BAGAIMANA CARA SUPAYA BISA MELAWAN RAPE CULTURE DAN VICTIM BLAMING?
- Berpikir dan bersikap kritis terhadap bagaimana lingkungan dan media menggambarkan laki-laki, wanita, relationships, dan kekerasan
- Tidak menggunakan bahasa yang mengobjektifikasi dan menyudutkan korban
- Jika kalian melihat seseorang melakukan bercandaan seksual atau melakukan pelecehan, SPEAK UP!
- Jika seseorang bilang ke kalian bahwa dia dilecehkan, have a conversation with this person and be supportive
- Beri tahu si korban bahwa apa yang terjadi bukan kesalahan dia
- Jangan biarkan si pelaku beralasan konyol terhadap apa yang dia perbuat, seperti menyalahkan korban atau keadaan
- Artikan sendiri „kelaki-lakian“ dan „kewanitaan“, terlepas dari stereotip yang ada
- BE AN ACTIVE BYSTANDER! Karena diam berarti membuat rape culture dan pelecehan seksual terus dianggap lazim di masyarakat.
BAGAIMANA KEADAANNYA DI INDONESIA?
- Menurut CATAHU 2018 Komnas Perlindungan Perempuan, di ranah privat/personal persentasi kekerasan seksual adalah sebesar 31% (2.979 kasus)
- Untuk kekerasan seksual di ranah privat/personal tahun ini, incest (pelaku orang terdekat yang masih memiliki hubungan keluarga) merupakan kasus yang paling banyak dilaporkan yakni sebanyak 1.210 kasus, kedua adalah kasus perkosaan sebanyak 619 kasus, kemudian persetubuhan/eksploitasi seksual sebanyak 555 kasus. Dari total 1.210 kasus incest, sejumlah 266 kasus (22%) dilaporkan ke polisi, dan masuk dalam proses pengadilan sebanyak 160 kasus (13,2%)
- Di tahun ini, CATAHU juga menemukan bahwa pelaku kekerasan seksual tertinggi di ranah privat/personal adalah pacar sebanyak 1.528 orang, diikuti ayah kandung sebanyak 425 orang, kemudian diperingkat ketiga adalah paman sebanyak 322 orang.

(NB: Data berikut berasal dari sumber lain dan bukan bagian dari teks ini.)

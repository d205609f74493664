//! Blocking curl transfers used by the downloader and the static page loader.
//!
//! Every transfer follows redirects, honours the run's cancel flag from the
//! progress callback and reports failures as [`FetchError`] so the retry
//! layer can classify them.

mod error;
mod get;
mod text;

pub use error::FetchError;
pub use get::fetch_to_file;
pub use text::{fetch_text, FetchedText};

use std::time::Duration;

use crate::config::FontThiefConfig;

/// Maximum number of redirects followed per request.
const MAX_REDIRECTS: u32 = 10;

/// Per-request curl settings derived from the config.
#[derive(Debug, Clone)]
pub struct FetchOptions {
    pub connect_timeout: Duration,
    /// Wall-clock limit for one whole transfer. `None` leaves curl unbounded.
    pub timeout: Option<Duration>,
    pub user_agent: String,
}

impl FetchOptions {
    pub fn from_config(cfg: &FontThiefConfig) -> Self {
        Self {
            connect_timeout: Duration::from_secs(cfg.connect_timeout_secs),
            timeout: (cfg.fetch_timeout_secs > 0).then(|| Duration::from_secs(cfg.fetch_timeout_secs)),
            user_agent: cfg.user_agent.clone(),
        }
    }
}

impl Default for FetchOptions {
    fn default() -> Self {
        Self::from_config(&FontThiefConfig::default())
    }
}

/// Builds an easy handle with the options shared by every request.
fn easy_handle(url: &str, opts: &FetchOptions) -> Result<curl::easy::Easy, curl::Error> {
    let mut easy = curl::easy::Easy::new();
    easy.url(url)?;
    easy.follow_location(true)?;
    easy.max_redirections(MAX_REDIRECTS)?;
    easy.useragent(&opts.user_agent)?;
    easy.connect_timeout(opts.connect_timeout)?;
    if let Some(timeout) = opts.timeout {
        easy.timeout(timeout)?;
    }
    // Progress callbacks are how a transfer notices cancellation.
    easy.progress(true)?;
    Ok(easy)
}
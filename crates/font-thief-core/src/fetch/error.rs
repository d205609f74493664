//! Transfer error type used for retry classification.

use std::fmt;

/// Error returned by a single transfer (curl failure, HTTP error, short body,
/// disk failure or cancellation).
#[derive(Debug)]
pub enum FetchError {
    /// Curl reported an error (timeout, connection reset, DNS, ...).
    Curl(curl::Error),
    /// HTTP response had a non-2xx status.
    Http(u32),
    /// Server announced `expected` bytes but the stream ended after `received`.
    PartialTransfer { expected: u64, received: u64 },
    /// Writing the body to disk failed. Not retried.
    Storage(std::io::Error),
    /// The run was cancelled while the transfer was in flight.
    Cancelled,
}

impl fmt::Display for FetchError {
    fn fmt(&self, f: &mut fmt::Formatter<'_>) -> fmt::Result {
        match self {
            FetchError::Curl(e) => write!(f, "{}", e),
            FetchError::Http(code) => write!(f, "HTTP {}", code),
            FetchError::PartialTransfer { expected, received } => {
                write!(f, "partial transfer: expected {} bytes, got {}", expected, received)
            }
            FetchError::Storage(e) => write!(f, "storage: {}", e),
            FetchError::Cancelled => write!(f, "cancelled"),
        }
    }
}

impl std::error::Error for FetchError {
    fn source(&self) -> Option<&(dyn std::error::Error + 'static)> {
        match self {
            FetchError::Curl(e) => Some(e),
            FetchError::Storage(e) => Some(e),
            FetchError::Http(_) | FetchError::PartialTransfer { .. } | FetchError::Cancelled => None,
        }
    }
}

impl From<curl::Error> for FetchError {
    fn from(e: curl::Error) -> Self {
        FetchError::Curl(e)
    }
}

Banyaknya pelaku ayah kandung dan paman selaras dengan meningkatnya kasus incest.
- Di ranah publik (pelaku dan korban tidak memiliki hubungan kekerabatan, darah ataupun perkawinan), kekerasan seksual mencapai angka 76% (2670 kasus), yaitu pencabulan (911 kasus), pelecehan seksual (708 kasus), dan perkosaan (669 kasus)
-------------------------------------------------
Gue terpelatuk oleh direct message salah satu followers gue di Instagram yang berkata bahwa jika seorang wanita mengalami pelecehan seksual, maka dirinya harus introspeksi diri. Lihat lagi cara dia berpakaian dan kenapa dia bisa mengundang laki-laki untuk melecehkan dirinya. Katanya lagi, Islam sudah mengatur bagaimana wanita harus berpakaian agar terhindar dari hal-hal yang tidak diinginkan. Wanita harus menutup aurat karena pria memiliki nafsu lebih besar dan aurat wanita bisa memicu hal-hal nggak enak.

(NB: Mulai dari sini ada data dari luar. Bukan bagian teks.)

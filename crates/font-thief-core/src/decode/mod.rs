//! Font decoders and the registry that maps container kinds to them.
//!
//! A decoder turns the bytes of a compressed web-font container into a
//! plain sfnt. Containers are identified by a tag: the lower-case file
//! extension without the dot (`woff`, `woff2`). The registry is an open
//! capability map; callers may register decoders for further kinds.
//!
//! Built-ins:
//! - `woff`: per-table zlib (flate2)
//! - `woff2`: single Brotli stream with glyf/loca and hmtx transforms

use std::collections::HashMap;
use std::fmt;
use std::sync::Arc;

mod reader;
pub mod sfnt;
mod woff;
mod woff2;

pub use woff::WoffDecoder;
pub use woff2::Woff2Decoder;

/// Upper bound on the size of a decoded font. Guards against
/// decompression bombs.
pub const DEFAULT_MAX_DECODED_SIZE: u64 = 64 * 1024 * 1024;

#[derive(Debug, thiserror::Error)]
pub enum DecodeError {
    #[error("not a {expected} file (bad signature)")]
    BadSignature { expected: &'static str },

    #[error("truncated {0}")]
    Truncated(&'static str),

    #[error("malformed font: {0}")]
    Malformed(String),

    #[error("unsupported: {0}")]
    Unsupported(String),

    #[error("decoded size {size} exceeds limit {limit}")]
    TooLarge { size: u64, limit: u64 },

    #[error("decompression failed: {0}")]
    Decompress(String),
}

/// Decodes one container kind into sfnt bytes.
///
/// Implementations are pure functions of their input and are called from
/// blocking worker threads.
pub trait FontDecoder: Send + Sync {
    fn decode(&self, input: &[u8]) -> Result<Vec<u8>, DecodeError>;

    /// Short name for logs, e.g. `woff2`.
    fn name(&self) -> &str;
}

/// Adapts a closure into a [`FontDecoder`].
pub struct FnDecoder<F> {
    name: String,
    f: F,
}

impl<F> FnDecoder<F>
where
    F: Fn(&[u8]) -> Result<Vec<u8>, DecodeError> + Send + Sync,
{
    pub fn new(name: impl Into<String>, f: F) -> Self {
        Self {
            name: name.into(),
            f,
        }
    }
}

impl<F> FontDecoder for FnDecoder<F>
where
    F: Fn(&[u8]) -> Result<Vec<u8>, DecodeError> + Send + Sync,
{
    fn decode(&self, input: &[u8]) -> Result<Vec<u8>, DecodeError> {
        (self.f)(input)
    }

    fn name(&self) -> &str {
        &self.name
    }
}

/// Normalizes `.WOFF2` / `woff2` / `Woff2` to `woff2`.
pub fn normalize_tag(tag: &str) -> String {
    tag.trim().trim_start_matches('.').to_ascii_lowercase()
}

#[derive(Clone, Default)]
pub struct DecoderRegistry {
    decoders: HashMap<String, Arc<dyn FontDecoder>>,
}

impl DecoderRegistry {
    /// Empty registry: every conversion is skipped.
    pub fn new() -> Self {
        Self::default()
    }

    /// Registry with the `woff` and `woff2` decoders.
    pub fn with_builtin() -> Self {
        let mut registry = Self::new();
        registry.register("woff", Arc::new(WoffDecoder::new()));
        registry.register("woff2", Arc::new(Woff2Decoder::new()));
        registry
    }

    /// Registers `decoder` for `tag`, returning the decoder it replaced.
    pub fn register(
        &mut self,
        tag: &str,
        decoder: Arc<dyn FontDecoder>,
    ) -> Option<Arc<dyn FontDecoder>> {
        self.decoders.insert(normalize_tag(tag), decoder)
    }

    pub fn get(&self, tag: &str) -> Option<Arc<dyn FontDecoder>> {
        self.decoders.get(&normalize_tag(tag)).cloned()
    }

    /// Registered tags, sorted.
    pub fn tags(&self) -> Vec<String> {
        let mut tags: Vec<String> = self.decoders.keys().cloned().collect();
        tags.sort();
        tags
    }
}

impl fmt::Debug for DecoderRegistry {
    fn fmt(&self, f: &mut fmt::Formatter<'_>) -> fmt::Result {
        f.debug_struct("DecoderRegistry")
            .field("tags", &self.tags())
            .finish()
    }
}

Oke, gue setuju kalau Allah SWT mewajibkan umatNya yang wanita untuk menutup aurat. Tapi gue sangat tidak setuju jika alasan menutup aurat adalah untuk menghindari pelecehan. Hi, have you heard of SELF-CONTROL? Setiap manusia dikasih nafsu, tapi juga dikasih akal pikiran. Jangankan nafsu untuk megang-megang atau bahkan memperkosa cewek lain, nafsu makan kebanyakan sampe begah aja harus ditahan. Dan bukan salah si korban kalau si pelaku nggak bisa menahan nafsunya. It's never about the women's clothes. Kenyataannya ada banyak wanita yang udah menutup aurat pakai pakaian syari, tapi tetap kena pelecehan.

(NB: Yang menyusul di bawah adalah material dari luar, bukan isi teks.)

//! Conversion dispatcher: turns a downloaded container into the requested
//! sfnt flavor when a decoder for it is registered.
//!
//! Total over every (container, format) pair: each call ends in
//! `Converted`, `Skipped(reason)` or `Failed(ConversionError)`. Skips and
//! failures leave the downloaded file untouched.

use std::path::{Path, PathBuf};
use std::time::Duration;

use crate::asset::{AssetOutcome, AssetState, FontAsset, SkipReason};
use crate::context::RunContext;
use crate::control::RunControl;
use crate::decode::{sfnt, DecoderRegistry};
use crate::error::AssetError;
use crate::storage;

/// Output formats the dispatcher can produce.
#[derive(Debug, Clone, Copy, PartialEq, Eq)]
pub enum OutputFormat {
    Ttf,
    Otf,
}

impl OutputFormat {
    /// Case-insensitive; a leading dot is accepted.
    pub fn parse(s: &str) -> Option<Self> {
        match s.trim().trim_start_matches('.').to_ascii_lowercase().as_str() {
            "ttf" => Some(OutputFormat::Ttf),
            "otf" => Some(OutputFormat::Otf),
            _ => None,
        }
    }

    pub fn extension(self) -> &'static str {
        match self {
            OutputFormat::Ttf => "ttf",
            OutputFormat::Otf => "otf",
        }
    }

    /// Flavor conventionally stored under this extension.
    fn matches_flavor(self, flavor: u32) -> bool {
        match self {
            OutputFormat::Ttf => flavor != sfnt::CFF_FLAVOR,
            OutputFormat::Otf => true,
        }
    }
}

/// Container tag of a file: its lower-case extension.
fn container_tag(path: &Path) -> Option<String> {
    path.extension()
        .and_then(|e| e.to_str())
        .map(str::to_ascii_lowercase)
}

fn skip(asset: &mut FontAsset, reason: SkipReason) -> AssetOutcome {
    if asset.state() == AssetState::Downloaded {
        asset.transition(AssetState::Skipped(reason));
    }
    tracing::debug!(name = %asset.name, %reason, "conversion skipped");
    AssetOutcome::Skipped(reason)
}

fn fail(asset: &mut FontAsset, message: String) -> AssetOutcome {
    tracing::warn!(name = %asset.name, %message, "conversion failed");
    asset.transition(AssetState::Failed);
    AssetOutcome::Failed(AssetError::Conversion {
        name: asset.name.clone(),
        message,
    })
}

/// Converts `asset` into `requested_format`.
///
/// Calling it again on a converted asset is a no-op: the output file has
/// no decoder and the call returns `Skipped(NoDecoder)`.
pub async fn convert(
    asset: &mut FontAsset,
    requested_format: &str,
    ctx: &RunContext,
    decoders: &DecoderRegistry,
    decode_timeout: Option<Duration>,
    control: &RunControl,
) -> AssetOutcome {
    let Some(format) = OutputFormat::parse(requested_format) else {
        return skip(asset, SkipReason::UnsupportedFormat);
    };
    let source = asset
        .local_path
        .clone()
        .unwrap_or_else(|| ctx.path_for(&asset.name));
    let Some(decoder) = container_tag(&source).and_then(|tag| decoders.get(&tag)) else {
        return skip(asset, SkipReason::NoDecoder);
    };

    asset.transition(AssetState::Converting);
    let input = match tokio::fs::read(&source).await {
        Ok(bytes) => bytes,
        Err(e) => return fail(asset, format!("reading {}: {}", source.display(), e)),
    };

    let decoder_name = decoder.name().to_string();
    let decode = tokio::task::spawn_blocking(move || decoder.decode(&input));
    let bounded = async {
        match decode_timeout {
            Some(limit) => tokio::time::timeout(limit, decode).await.map_err(|_| limit),
            None => Ok(decode.await),
        }
    };
    let joined = tokio::select! {
        biased;
        _ = control.cancelled() => return fail(asset, "cancelled".to_string()),
        res = bounded => match res {
            Ok(joined) => joined,
            Err(limit) => return fail(asset, format!("{decoder_name} decoder timed out after {limit:?}")),
        },
    };
    let decoded = match joined {
        Ok(Ok(bytes)) => bytes,
        Ok(Err(e)) => return fail(asset, format!("{decoder_name}: {e}")),
        Err(e) => return fail(asset, format!("{decoder_name} decoder panicked: {e}")),
    };

    if let Some(flavor) = decoded.get(0..4).map(|b| u32::from_be_bytes([b[0], b[1], b[2], b[3]])) {
        if !format.matches_flavor(flavor) {
            tracing::warn!(
                name = %asset.name,
                format = format.extension(),
                "font has CFF outlines but is saved with a .ttf extension"
            );
        }
    }

    if control.is_cancelled() {
        return fail(asset, "cancelled".to_string());
    }
    let output = output_path(&source, format);
    if let Err(e) = write_output(output.clone(), decoded).await {
        return fail(asset, format!("writing {}: {}", output.display(), e));
    }
    if output != source {
        // The original must stay when the conversion does not complete.
        let removed = if control.is_cancelled() {
            Err("cancelled".to_string())
        } else {
            match tokio::fs::remove_file(&source).await {
                Err(e) if e.kind() != std::io::ErrorKind::NotFound => {
                    Err(format!("removing {}: {}", source.display(), e))
                }
                _ => Ok(()),
            }
        };
        if let Err(message) = removed {
            discard_output(&output).await;
            return fail(asset, message);
        }
    }

    tracing::info!(from = %source.display(), to = %output.display(), "converted");
    asset.local_path = Some(output);
    asset.transition(AssetState::Converted);
    AssetOutcome::Converted
}

/// `<dir>/<stem>.<format>`
fn output_path(source: &Path, format: OutputFormat) -> PathBuf {
    source.with_extension(format.extension())
}

async fn discard_output(path: &Path) {
    if let Err(e) = tokio::fs::remove_file(path).await {
        tracing::warn!(path = %path.display(), "could not remove converted output: {}", e);
    }
}

async fn write_output(path: PathBuf, data: Vec<u8>) -> std::io::Result<()> {
    tokio::task::spawn_blocking(move || storage::write_atomic(&path, &data))
        .await
        .map_err(std::io::Error::other)?
}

Maaf banget, tapi memanfaatkan agama untuk membudayakan rape culture adalah salah satu hal yang paling menjijikan. Yes, it is rape culture if you think the victim is the one responsible for this unfortunate occurance. It is rape culture if you normalize and think sexual harassment is prevalent, because heeyyy boys will be boys, right?!
Gue berharap siapapun dari kalian yang merasa pelecehan seksual adalah tanggung jawab si korban, setelah membaca informasi di atas, kalian tersadar jika kalian sedang berada di bawah pengaruh budaya patriarki dan rape culture yang sangat pekat di masyarakat kita.